*** Block opens ***
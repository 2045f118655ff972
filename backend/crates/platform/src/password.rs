//! Password Hashing and Verification
//!
//! Password handling with:
//! - Argon2id hashing (memory-hard, recommended by OWASP)
//! - Zeroization of sensitive data
//! - Complexity policy (minimum length, character classes)
//!
//! ## Security Features
//! - Memory-hard hashing prevents GPU/ASIC attacks
//! - Zeroization prevents memory inspection attacks
//! - Unicode NFKC normalization so visually-equal inputs verify equally

use std::fmt;

use argon2::{Argon2, PasswordHash, PasswordHasher, PasswordVerifier, password_hash::SaltString};
use rand::rngs::OsRng;
use thiserror::Error;
use unicode_normalization::UnicodeNormalization;
use zeroize::{Zeroize, ZeroizeOnDrop};

// ============================================================================
// Constants
// ============================================================================

/// Minimum password length
pub const MIN_PASSWORD_LENGTH: usize = 6;

/// Maximum password length
pub const MAX_PASSWORD_LENGTH: usize = 128;

// ============================================================================
// Error Types
// ============================================================================

/// Password policy violation errors
#[derive(Debug, Clone, PartialEq, Eq, Error)]
pub enum PasswordPolicyError {
    /// Password is too short
    #[error("Password must be at least {min} characters (got {actual})")]
    TooShort { min: usize, actual: usize },

    /// Password is too long
    #[error("Password must be at most {max} characters (got {actual})")]
    TooLong { max: usize, actual: usize },

    /// Password contains only whitespace
    #[error("Password cannot be empty or contain only whitespace")]
    EmptyOrWhitespace,

    /// Password contains invalid characters (control characters)
    #[error("Password contains invalid control characters")]
    InvalidCharacter,

    /// Password has no uppercase letter
    #[error("Password must contain at least one uppercase letter")]
    MissingUppercase,

    /// Password has no lowercase letter
    #[error("Password must contain at least one lowercase letter")]
    MissingLowercase,

    /// Password has no digit
    #[error("Password must contain at least one number")]
    MissingDigit,
}

/// Password hashing/verification errors
#[derive(Debug, Error)]
pub enum PasswordHashError {
    /// Hashing operation failed
    #[error("Password hashing failed: {0}")]
    HashingFailed(String),

    /// Invalid hash format
    #[error("Invalid password hash format")]
    InvalidHashFormat,
}

// ============================================================================
// Clear Text Password (Zeroized on drop)
// ============================================================================

/// Clear text password with automatic memory zeroization
///
/// This type ensures that password data is securely erased from memory
/// when the value is dropped, preventing memory inspection attacks.
///
/// ## Security
/// - Implements `Zeroize` and `ZeroizeOnDrop`
/// - Does not implement `Clone` to prevent accidental copies
/// - Debug output is redacted
#[derive(Zeroize, ZeroizeOnDrop)]
pub struct ClearTextPassword(String);

impl ClearTextPassword {
    /// Create a new clear text password with policy validation
    ///
    /// Policy:
    /// - 6 to 128 Unicode characters
    /// - At least one uppercase letter, one lowercase letter, one digit
    /// - No control characters, not empty/whitespace only
    ///
    /// Unicode is normalized using NFKC before validation.
    pub fn new(raw: String) -> Result<Self, PasswordPolicyError> {
        // NFKC normalization before any length or class checks
        let normalized: String = raw.nfkc().collect();

        let trimmed = normalized.trim();
        if trimmed.is_empty() {
            return Err(PasswordPolicyError::EmptyOrWhitespace);
        }

        // Count Unicode code points, not bytes
        let char_count = normalized.chars().count();

        if char_count < MIN_PASSWORD_LENGTH {
            return Err(PasswordPolicyError::TooShort {
                min: MIN_PASSWORD_LENGTH,
                actual: char_count,
            });
        }

        if char_count > MAX_PASSWORD_LENGTH {
            return Err(PasswordPolicyError::TooLong {
                max: MAX_PASSWORD_LENGTH,
                actual: char_count,
            });
        }

        // Reject control characters (except space, tab, newline)
        for ch in normalized.chars() {
            if ch.is_control() && ch != ' ' && ch != '\t' && ch != '\n' {
                return Err(PasswordPolicyError::InvalidCharacter);
            }
        }

        if !normalized.chars().any(|c| c.is_uppercase()) {
            return Err(PasswordPolicyError::MissingUppercase);
        }
        if !normalized.chars().any(|c| c.is_lowercase()) {
            return Err(PasswordPolicyError::MissingLowercase);
        }
        if !normalized.chars().any(|c| c.is_ascii_digit()) {
            return Err(PasswordPolicyError::MissingDigit);
        }

        Ok(Self(normalized))
    }

    /// Create without policy validation
    ///
    /// For verifying login attempts: the candidate must not be policy-checked,
    /// only the stored password was. NFKC normalization still applies so that
    /// visually-equal inputs verify equally.
    pub fn new_unchecked(raw: String) -> Self {
        Self(raw.nfkc().collect())
    }

    /// Get the password as bytes for hashing
    pub(crate) fn as_bytes(&self) -> &[u8] {
        self.0.as_bytes()
    }

    /// Hash the password using Argon2id
    ///
    /// ## Returns
    /// PHC-formatted hash string wrapped in `HashedPassword`
    pub fn hash(&self) -> Result<HashedPassword, PasswordHashError> {
        // Random 128-bit salt per hash
        let salt = SaltString::generate(OsRng);

        // OWASP recommended Argon2id parameters:
        // m=19456 (19 MiB), t=2, p=1
        let argon2 = Argon2::default();

        let hash = argon2
            .hash_password(self.as_bytes(), &salt)
            .map_err(|e| PasswordHashError::HashingFailed(e.to_string()))?;

        Ok(HashedPassword {
            hash: hash.to_string(),
        })
    }
}

impl fmt::Debug for ClearTextPassword {
    fn fmt(&self, f: &mut fmt::Formatter<'_>) -> fmt::Result {
        f.debug_tuple("ClearTextPassword")
            .field(&"[REDACTED]")
            .finish()
    }
}

// ============================================================================
// Hashed Password (Safe to store)
// ============================================================================

/// Hashed password in PHC string format
///
/// Stores the Argon2id hash in PHC format, which includes:
/// - Algorithm identifier
/// - Version
/// - Parameters (memory, iterations, parallelism)
/// - Salt
/// - Hash
#[derive(Clone, PartialEq, Eq)]
pub struct HashedPassword {
    hash: String,
}

impl HashedPassword {
    /// Create from PHC string (e.g., from database)
    pub fn from_phc_string(s: impl Into<String>) -> Result<Self, PasswordHashError> {
        let hash = s.into();

        // Validate it's a valid PHC string
        PasswordHash::new(&hash).map_err(|_| PasswordHashError::InvalidHashFormat)?;

        Ok(Self { hash })
    }

    /// Get the PHC string for storage
    pub fn as_phc_string(&self) -> &str {
        &self.hash
    }

    /// Verify a password against this hash
    ///
    /// Argon2 performs the comparison in constant time internally.
    pub fn verify(&self, password: &ClearTextPassword) -> bool {
        let parsed_hash = match PasswordHash::new(&self.hash) {
            Ok(h) => h,
            Err(_) => return false,
        };

        Argon2::default()
            .verify_password(password.as_bytes(), &parsed_hash)
            .is_ok()
    }

    /// Check if the hash needs to be rehashed (e.g., algorithm changed)
    pub fn needs_rehash(&self) -> bool {
        let parsed_hash = match PasswordHash::new(&self.hash) {
            Ok(h) => h,
            Err(_) => return true,
        };

        parsed_hash.algorithm != argon2::Algorithm::Argon2id.ident()
    }
}

impl fmt::Debug for HashedPassword {
    fn fmt(&self, f: &mut fmt::Formatter<'_>) -> fmt::Result {
        f.debug_struct("HashedPassword")
            .field("hash", &"[HASH]")
            .finish()
    }
}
*** Block closes ***
* **TASK REQUIREMENTS**
Word for word, output the records that appear above.

* **RESULT FOR THIS TASK**
repository 2045f118655ff972
filename backend/crates/platform/src/password.rs
//! Password Hashing and Verification
//!
//! Password handling with:
//! - Argon2id hashing (memory-hard, recommended by OWASP)
//! - Zeroization of sensitive data
//! - Complexity policy (minimum length, character classes)
//!
//! ## Security Features
//! - Memory-hard hashing prevents GPU/ASIC attacks
//! - Zeroization prevents memory inspection attacks
//! - Unicode NFKC normalization so visually-equal inputs verify equally

use std::fmt;

use argon2::{Argon2, PasswordHash, PasswordHasher, PasswordVerifier, password_hash::SaltString};
use rand::rngs::OsRng;
use thiserror::Error;
use unicode_normalization::UnicodeNormalization;
use zeroize::{Zeroize, ZeroizeOnDrop};

// ============================================================================
// Constants
// ============================================================================

/// Minimum password length
pub const MIN_PASSWORD_LENGTH: usize = 6;

/// Maximum password length
pub const MAX_PASSWORD_LENGTH: usize = 128;

// ============================================================================
// Error Types
// ============================================================================

/// Password policy violation errors
#[derive(Debug, Clone, PartialEq, Eq, Error)]
pub enum PasswordPolicyError {
    /// Password is too short
    #[error("Password must be at least {min} characters (got {actual})")]
    TooShort { min: usize, actual: usize },

    /// Password is too long
    #[error("Password must be at most {max} characters (got {actual})")]
    TooLong { max: usize, actual: usize },

    /// Password contains only whitespace
    #[error("Password cannot be empty or contain only whitespace")]
    EmptyOrWhitespace,

    /// Password contains invalid characters (control characters)
    #[error("Password contains invalid control characters")]
    InvalidCharacter,

    /// Password has no uppercase letter
    #[error("Password must contain at least one uppercase letter")]
    MissingUppercase,

    /// Password has no lowercase letter
    #[error("Password must contain at least one lowercase letter")]
    MissingLowercase,

    /// Password has no digit
    #[error("Password must contain at least one number")]
    MissingDigit,
}

/// Password hashing/verification errors
#[derive(Debug, Error)]
pub enum PasswordHashError {
    /// Hashing operation failed
    #[error("Password hashing failed: {0}")]
    HashingFailed(String),

    /// Invalid hash format
    #[error("Invalid password hash format")]
    InvalidHashFormat,
}

// ============================================================================
// Clear Text Password (Zeroized on drop)
// ============================================================================

/// Clear text password with automatic memory zeroization
///
/// This type ensures that password data is securely erased from memory
/// when the value is dropped, preventing memory inspection attacks.
///
/// ## Security
/// - Implements `Zeroize` and `ZeroizeOnDrop`
/// - Does not implement `Clone` to prevent accidental copies
/// - Debug output is redacted
#[derive(Zeroize, ZeroizeOnDrop)]
pub struct ClearTextPassword(String);

impl ClearTextPassword {
    /// Create a new clear text password with policy validation
    ///
    /// Policy:
    /// - 6 to 128 Unicode characters
    /// - At least one uppercase letter, one lowercase letter, one digit
    /// - No control characters, not empty/whitespace only
    ///
    /// Unicode is normalized using NFKC before validation.
    pub fn new(raw: String) -> Result<Self, PasswordPolicyError> {
        // NFKC normalization before any length or class checks
        let normalized: String = raw.nfkc().collect();

        let trimmed = normalized.trim();
        if trimmed.is_empty() {
            return Err(PasswordPolicyError::EmptyOrWhitespace);
        }

        // Count Unicode code points, not bytes
        let char_count = normalized.chars().count();

        if char_count < MIN_PASSWORD_LENGTH {
            return Err(PasswordPolicyError::TooShort {
                min: MIN_PASSWORD_LENGTH,
                actual: char_count,
            });
        }

        if char_count > MAX_PASSWORD_LENGTH {
            return Err(PasswordPolicyError::TooLong {
                max: MAX_PASSWORD_LENGTH,
                actual: char_count,
            });
        }

        // Reject control characters (except space, tab, newline)
        for ch in normalized.chars() {
            if ch.is_control() && ch != ' ' && ch != '\t' && ch != '\n' {
                return Err(PasswordPolicyError::InvalidCharacter);
            }
        }

        if !normalized.chars().any(|c| c.is_uppercase()) {
            return Err(PasswordPolicyError::MissingUppercase);
        }
        if !normalized.chars().any(|c| c.is_lowercase()) {
            return Err(PasswordPolicyError::MissingLowercase);
        }
        if !normalized.chars().any(|c| c.is_ascii_digit()) {
            return Err(PasswordPolicyError::MissingDigit);
        }

        Ok(Self(normalized))
    }

    /// Create without policy validation
    ///
    /// For verifying login attempts: the candidate must not be policy-checked,
    /// only the stored password was. NFKC normalization still applies so that
    /// visually-equal inputs verify equally.
    pub fn new_unchecked(raw: String) -> Self {
        Self(raw.nfkc().collect())
    }

    /// Get the password as bytes for hashing
    pub(crate) fn as_bytes(&self) -> &[u8] {
        self.0.as_bytes()
    }

    /// Hash the password using Argon2id
    ///
    /// ## Returns
    /// PHC-formatted hash string wrapped in `HashedPassword`
    pub fn hash(&self) -> Result<HashedPassword, PasswordHashError> {
        // Random 128-bit salt per hash
        let salt = SaltString::generate(OsRng);

        // OWASP recommended Argon2id parameters:
        // m=19456 (19 MiB), t=2, p=1
        let argon2 = Argon2::default();

        let hash = argon2
            .hash_password(self.as_bytes(), &salt)
            .map_err(|e| PasswordHashError::HashingFailed(e.to_string()))?;

        Ok(HashedPassword {
            hash: hash.to_string(),
        })
    }
}

impl fmt::Debug for ClearTextPassword {
    fn fmt(&self, f: &mut fmt::Formatter<'_>) -> fmt::Result {
        f.debug_tuple("ClearTextPassword")
            .field(&"[REDACTED]")
            .finish()
    }
}

// ============================================================================
// Hashed Password (Safe to store)
// ============================================================================

/// Hashed password in PHC string format
///
/// Stores the Argon2id hash in PHC format, which includes:
/// - Algorithm identifier
/// - Version
/// - Parameters (memory, iterations, parallelism)
/// - Salt
/// - Hash
#[derive(Clone, PartialEq, Eq)]
pub struct HashedPassword {
    hash: String,
}

impl HashedPassword {
    /// Create from PHC string (e.g., from database)
    pub fn from_phc_string(s: impl Into<String>) -> Result<Self, PasswordHashError> {
        let hash = s.into();

        // Validate it's a valid PHC string
        PasswordHash::new(&hash).map_err(|_| PasswordHashError::InvalidHashFormat)?;

        Ok(Self { hash })
    }

    /// Get the PHC string for storage
    pub fn as_phc_string(&self) -> &str {
        &self.hash
    }

    /// Verify a password against this hash
    ///
    /// Argon2 performs the comparison in constant time internally.
    pub fn verify(&self, password: &ClearTextPassword) -> bool {
        let parsed_hash = match PasswordHash::new(&self.hash) {
            Ok(h) => h,
            Err(_) => return false,
        };

        Argon2::default()
            .verify_password(password.as_bytes(), &parsed_hash)
            .is_ok()
    }

    /// Check if the hash needs to be rehashed (e.g., algorithm changed)
    pub fn needs_rehash(&self) -> bool {
        let parsed_hash = match PasswordHash::new(&self.hash) {
            Ok(h) => h,
            Err(_) => return true,
        };

        parsed_hash.algorithm != argon2::Algorithm::Argon2id.ident()
    }
}

impl fmt::Debug for HashedPassword {
    fn fmt(&self, f: &mut fmt::Formatter<'_>) -> fmt::Result {
        f.debug_struct("HashedPassword")
            .field("hash", &"[HASH]")
            .finish()
    }
}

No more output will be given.